Loading

Je me souviens.

J'avais 8 ans à l'époque. J'étais une petite fille tout ce qu'il y'a de plus normal, j'aimais mes parents, danser, m'amuser avec mes amies, faire de la corde à sauter.

Mon père était parfait à mes yeux, un homme bon, heureux et qui débordait d'amour pour sa femme et sa fille.
Je n'ai pas eu une enfance malheureuse bien au contraire, j'étais souvent dans leurs bras et couvert par l'amour de mes parents.

Aujourd'hui, j'ai 16 ans et je vis chez mes grands parents.

C'était l'été, un bel été, nous étions en août et tout allait bien. Papa avait pris deux semaines de vacances (ce qui était très rare) et il nous avait emmenées, maman et moi, à Paris pour toute la journée.
Cette journée devait être superbe, gravé à tout jamais dans ma mémoire.

A l?époque, je ne savais pas ce que faisait papa comme travail. Mais je l'ai vite appris.

La journée avait commencée assez tard pour moi. Maman m'avait reveillée vers 10h30 et m'avait préparée mes tartines et mon bol de céréales. Je dejeunais comme à mon habitude seule dans la cuisine.
Après avoir fini, j'ai rangé tout ce qui était sorti et je suis allée à la douche. Maman et papa profitaient de ce moment pour aller faire un jogging comme chaque matin.

Pour midi, papa avait préparé un plat japonais. Papa aimait beaucoup nous faire la cuisine, ce que maman trouvait ravissant. Je me souviendrai toujours du nom de ce plat, c'était des Okonomiyaki.

Nous sommes partis assez tôt pour allez à Paris car nous habitions en lointaine banlieue et je n'avais jamais été visiter tout les monuments qui font la grandeur de cette ville.
J'ai appris énormement de choses durant cette après midi, comme seule une enfant de 8 ans peut le faire. S'émerveiller de tout et de rien avec la naïveté et l'innocence dues à mon âge.

Le soir venu nous devions aller tout les trois dans une grande fête, en fait il s'agissait d'un grand bal de la Police où il n'y avait que des amis de Papa. Je m'amusais beaucoup à la table des enfants et j'étais la seule petite fille que son père venait voir souvent, ce qui était pour moi une source de grande fierté. Il n'était pas très grand, de carrure assez moyenne mais il s?en dégageait un charme fou. Avec ses mimiques et son teint halé, il était vraiment magnifique mon papa. A ce moment là, il était assez jeune, il avait 37 ans.

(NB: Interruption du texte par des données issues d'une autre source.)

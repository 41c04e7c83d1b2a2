//! Detail fetchers, dispatched by [`DetailFamily`].
//!
//! Every flush runs in two phases: remote queries build complete snapshots first, then
//! a single [`UnitOfWork`](crate::store::UnitOfWork) upserts the listed objects and
//! their snapshots. The store transaction never waits on the remote.

mod indexes;
mod sources;
mod tables;

pub use indexes::{index_column_from_row, index_from_row};
pub use sources::normalize_source;
pub use tables::{column_from_row, table_from_row, view_from_row};

use crate::config::SyncOptions;
use crate::error::{CacheError, CacheResult};
use crate::models::{CatalogObjectRef, DetailFamily, ObjectKind};
use crate::remote::{CatalogSession, RemoteRow, Statement};
use crate::store::CacheStore;
use crate::sync::BatchHandler;
use async_trait::async_trait;
use std::sync::Arc;
use tracing::error;

pub struct DetailFetcher {
    session: Arc<dyn CatalogSession>,
    store: CacheStore,
    options: Arc<SyncOptions>,
}

impl DetailFetcher {
    pub fn new(
        session: Arc<dyn CatalogSession>,
        store: CacheStore,
        options: Arc<SyncOptions>,
    ) -> Self {
        Self {
            session,
            store,
            options,
        }
    }

    /// Run a statement with the prefetch hint configured for its shape.
    async fn fetch_all(&self, statement: Statement) -> CacheResult<Vec<RemoteRow>> {
        let prefetch = self.options.prefetch_for(statement.shape);
        let statement = statement.with_prefetch(prefetch);
        self.session.fetch_all(&statement).await
    }

    /// Run a per-object query. A remote failure skips that object only;
    /// connection-level failures still abort the batch.
    async fn fetch_for_object(
        &self,
        statement: Statement,
        object: &str,
    ) -> CacheResult<Option<Vec<RemoteRow>>> {
        let shape = statement.shape;
        match self.fetch_all(statement).await {
            Ok(rows) => Ok(Some(rows)),
            Err(e) if e.is_connection_level() => Err(e),
            Err(e) => {
                error!(
                    object,
                    shape = %shape,
                    error = %e,
                    component = "fetcher",
                    "Detail query failed, object skipped"
                );
                Ok(None)
            }
        }
    }
}

#[async_trait]
impl BatchHandler for DetailFetcher {
    async fn handle(&self, kind: ObjectKind, batch: &[CatalogObjectRef]) -> CacheResult<()> {
        match kind.family() {
            Some(DetailFamily::TableLike) => self.sync_tables(kind, batch).await,
            Some(DetailFamily::Index) => self.sync_indexes(batch).await,
            Some(DetailFamily::Source) => self.sync_sources(kind, batch).await,
            None => Err(CacheError::unrecognized_kind(kind.remote_name())),
        }
    }
}

#[cfg(test)]
mod tests {
    use super::*;
    use crate::sync::testing::ScriptedSession;

    #[tokio::test]
    async fn test_unknown_kind_is_rejected() {
        let dir = tempfile::tempdir().unwrap();
        let store = CacheStore::open(dir.path().join("c.sqlite")).await.unwrap();
        let session = Arc::new(ScriptedSession::new(|_| Ok(Vec::new())));
        let fetcher = DetailFetcher::new(session.clone(), store, Arc::new(SyncOptions::default()));

        let result = fetcher.handle(ObjectKind::Unknown, &[]).await;
        assert!(matches!(result, Err(CacheError::UnrecognizedKind { .. })));
        assert!(session.statements().is_empty());
    }
}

A un moment, papa est venu me voir pour me dire qu'il sortait dehors avec maman pour discuter tout en fumant une cigarette et que surtout je ne devais pas m'éloigner de la table des enfants. Et je m'appliquais toujours à suivre les consignes de papa. Je voulais qu'il soit fier de moi.
Mais il m'a menti car ni lui ni maman ne sont jamais revenu à la table des enfants.
Papa et maman n'étaient parti que depuis quelques minutes (dans mes souvenirs d'enfants) quand soudain on entendit un grand bruit résonner dans toute la salle? ça m'a fait atrocement peur. Tous les hommes sont rapidement sortis et peu de temps après une amie de maman est venue me prendre dans ses bras en pleurant. Je ne comprenais pas ce qui s'était passé et pourquoi cette dame pleurait en me serrant très fort dans ses bras.

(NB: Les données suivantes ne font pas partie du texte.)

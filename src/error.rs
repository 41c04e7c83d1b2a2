//! Error types for the catalog cache.
//!
//! This module defines all error types using `thiserror` for ergonomic error handling.
//! Variants are grouped by how far a failure propagates: connection-level errors abort
//! the refresh cycle, query and save errors stay contained at the batch that raised them.

use crate::remote::QueryShape;
use thiserror::Error;

#[derive(Error, Debug)]
pub enum CacheError {
    #[error("Not connected: {message}")]
    NotConnected { message: String },

    #[error("Connection failed: {message}")]
    Connection { message: String, suggestion: String },

    #[error("Remote query failed{}: {message}", shape_suffix(.shape))]
    RemoteQuery {
        message: String,
        /// e.g., "42P01" for undefined table
        sql_state: Option<String>,
        shape: Option<QueryShape>,
    },

    #[error("Cache save failed: {message}")]
    Save { message: String },

    #[error("Unrecognized object kind: {type_name}")]
    UnrecognizedKind { type_name: String },

    #[error("Timeout: {operation} exceeded {elapsed_secs}s")]
    Timeout {
        operation: String,
        elapsed_secs: u64,
    },

    #[error("Invalid input: {message}")]
    InvalidInput { message: String },

    #[error("Internal error: {message}")]
    Internal { message: String },
}

impl CacheError {
    /// Create a not-connected error.
    pub fn not_connected(message: impl Into<String>) -> Self {
        Self::NotConnected {
            message: message.into(),
        }
    }

    /// Create a connection error with a helpful suggestion.
    pub fn connection(message: impl Into<String>, suggestion: impl Into<String>) -> Self {
        Self::Connection {
            message: message.into(),
            suggestion: suggestion.into(),
        }
    }

    /// Create a remote query error with optional SQL state.
    pub fn remote_query(message: impl Into<String>, sql_state: Option<String>) -> Self {
        Self::RemoteQuery {
            message: message.into(),
            sql_state,
            shape: None,
        }
    }

    /// Create a save error.
    pub fn save(message: impl Into<String>) -> Self {
        Self::Save {
            message: message.into(),
        }
    }

    /// Create an unrecognized kind error.
    pub fn unrecognized_kind(type_name: impl Into<String>) -> Self {
        Self::UnrecognizedKind {
            type_name: type_name.into(),
        }
    }

    /// Create a timeout error.
    pub fn timeout(operation: impl Into<String>, elapsed_secs: u64) -> Self {
        Self::Timeout {
            operation: operation.into(),
            elapsed_secs,
        }
    }

    /// Create an invalid input error.
    pub fn invalid_input(message: impl Into<String>) -> Self {
        Self::InvalidInput {
            message: message.into(),
        }
    }

    /// Create an internal error.
    pub fn internal(message: impl Into<String>) -> Self {
        Self::Internal {
            message: message.into(),
        }
    }

    /// Tag a remote query error with the shape of the statement that raised it.
    pub fn with_shape(self, shape: QueryShape) -> Self {
        match self {
            Self::RemoteQuery {
                message, sql_state, ..
            } => Self::RemoteQuery {
                message,
                sql_state,
                shape: Some(shape),
            },
            other => other,
        }
    }

    /// Get the suggestion for this error, if available.
    pub fn suggestion(&self) -> Option<&str> {
        match self {
            Self::Connection { suggestion, .. } => Some(suggestion),
            _ => None,
        }
    }

    /// Errors that abort the whole refresh cycle rather than a single batch.
    pub fn is_connection_level(&self) -> bool {
        matches!(self, Self::NotConnected { .. } | Self::Connection { .. })
    }
}

fn shape_suffix(shape: &Option<QueryShape>) -> String {
    shape.map(|s| format!(" ({s})")).unwrap_or_default()
}

/// Convert sqlx errors to CacheError.
///
/// Errors raised by the local store are converted with [`CacheError::from_store`] instead,
/// so a failed commit never masquerades as a remote failure.
impl From<sqlx::Error> for CacheError {
    fn from(err: sqlx::Error) -> Self {
        match err {
            sqlx::Error::Configuration(msg) => CacheError::connection(
                msg.to_string(),
                "Check the connection string format and credentials",
            ),
            sqlx::Error::Database(db_err) => {
                let code = db_err.code().map(|c| c.to_string());
                CacheError::remote_query(db_err.message(), code)
            }
            sqlx::Error::RowNotFound => CacheError::remote_query("No rows returned", None),
            sqlx::Error::PoolTimedOut => CacheError::timeout("connection pool acquire", 30),
            sqlx::Error::PoolClosed => CacheError::not_connected("Connection pool is closed"),
            sqlx::Error::Io(io_err) => CacheError::connection(
                format!("I/O error: {}", io_err),
                "Check network connectivity and database server status",
            ),
            sqlx::Error::Tls(tls_err) => CacheError::connection(
                format!("TLS error: {}", tls_err),
                "Verify TLS configuration and certificates",
            ),
            sqlx::Error::Protocol(msg) => CacheError::connection(
                format!("Protocol error: {}", msg),
                "Check database server compatibility",
            ),
            sqlx::Error::ColumnNotFound(col) => {
                CacheError::remote_query(format!("Column not found: {}", col), None)
            }
            sqlx::Error::ColumnDecode { index, source } => CacheError::remote_query(
                format!("Failed to decode column {}: {}", index, source),
                None,
            ),
            sqlx::Error::Decode(source) => {
                CacheError::remote_query(format!("Decode error: {}", source), None)
            }
            sqlx::Error::WorkerCrashed => CacheError::internal("Database worker crashed"),
            _ => CacheError::internal(format!("Unknown database error: {}", err)),
        }
    }
}

impl CacheError {
    /// Convert an error raised while writing to the local cache store.
    pub fn from_store(err: sqlx::Error) -> Self {
        CacheError::save(err.to_string())
    }
}

/// Result type alias for cache operations.
pub type CacheResult<T> = Result<T, CacheError>;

Peu de temps après que mes parents soient sortis du bâtiment, une voiture est passé, un homme en est descendu assez promptement et à sorti un revolver noir, à l'image de ses intentions et de son âme. Il a tiré deux coups de feu, pas un de plus, seulement quelque seconde d'écart entre les deux détonations.
Mes parents venaient de mourir. J'avais 8 ans, je m'appelais Suzie Schnedder.
Ce soir là, j'ai su que mon père était le chef d'un groupe antigang dans la police...

Je m'en suis voulu durant des années et si je n'avais pas écouter les conseils de mon père, je serais morte avec eux...ou peut être qu'il ne se serait rien passé.
Je voudrais tellement pouvoir revenir en arrière afin de changer tout cela, les prévenir. Bien sûr, tout ceci est impossible.

Aujourd'hui, tout ce que je sais dans la vie, c'est que je ne sais rien, excepté qu'ils sont toujours là, dans mon coeur et que rien ne peut et ne pourra changer cela.

J'ai perdu mon enfance mais désormais je vis, je veux vivre et je vivrai quoi qu'il puisse m'en coûter.